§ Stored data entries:
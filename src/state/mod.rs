//! Application state module

mod app_state;
mod forms;

pub use app_state::*;
pub use forms::*;
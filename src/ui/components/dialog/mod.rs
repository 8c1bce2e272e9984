//! Dialog components for TUI

mod base;
mod confirm_dialog;
mod error_dialog;
mod notice_dialog;

pub use confirm_dialog::render_confirm_dialog;
pub use error_dialog::render_error_dialog;
pub use notice_dialog::render_notice_dialog;
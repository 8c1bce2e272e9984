//! Notice dialog for confirmations such as a finished submission

use super::base::{render_dialog, DialogConfig};
use super::error_dialog::dismiss_hint;
use ratatui::{style::Color, Frame};

pub fn render_notice_dialog(frame: &mut Frame, message: &str) {
    render_dialog(
        frame,
        DialogConfig {
            title: "Notice",
            title_color: Color::Green,
            border_color: Color::Green,
            message,
            hint: Some(dismiss_hint()),
            ..Default::default()
        },
    );
}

§ ACTIVITY: Print the entries exactly.

§ EXERCISE SOLUTION:
filename src/state/mod.rs
//! Application state module

mod app_state;
mod forms;

pub use app_state::*;
pub use forms::*;
filename src/ui/components/dialog/mod.rs
repository 8c1bce2e272e9984
//! Dialog components for TUI

mod base;
mod confirm_dialog;
mod error_dialog;
mod notice_dialog;

pub use confirm_dialog::render_confirm_dialog;
pub use error_dialog::render_error_dialog;
pub use notice_dialog::render_notice_dialog;
repository 8c1bce2e272e9984
//! Notice dialog for confirmations such as a finished submission

use super::base::{render_dialog, DialogConfig};
use super::error_dialog::dismiss_hint;
use ratatui::{style::Color, Frame};

pub fn render_notice_dialog(frame: &mut Frame, message: &str) {
    render_dialog(
        frame,
        DialogConfig {
            title: "Notice",
            title_color: Color::Green,
            border_color: Color::Green,
            message,
            hint: Some(dismiss_hint()),
            ..Default::default()
        },
    );
}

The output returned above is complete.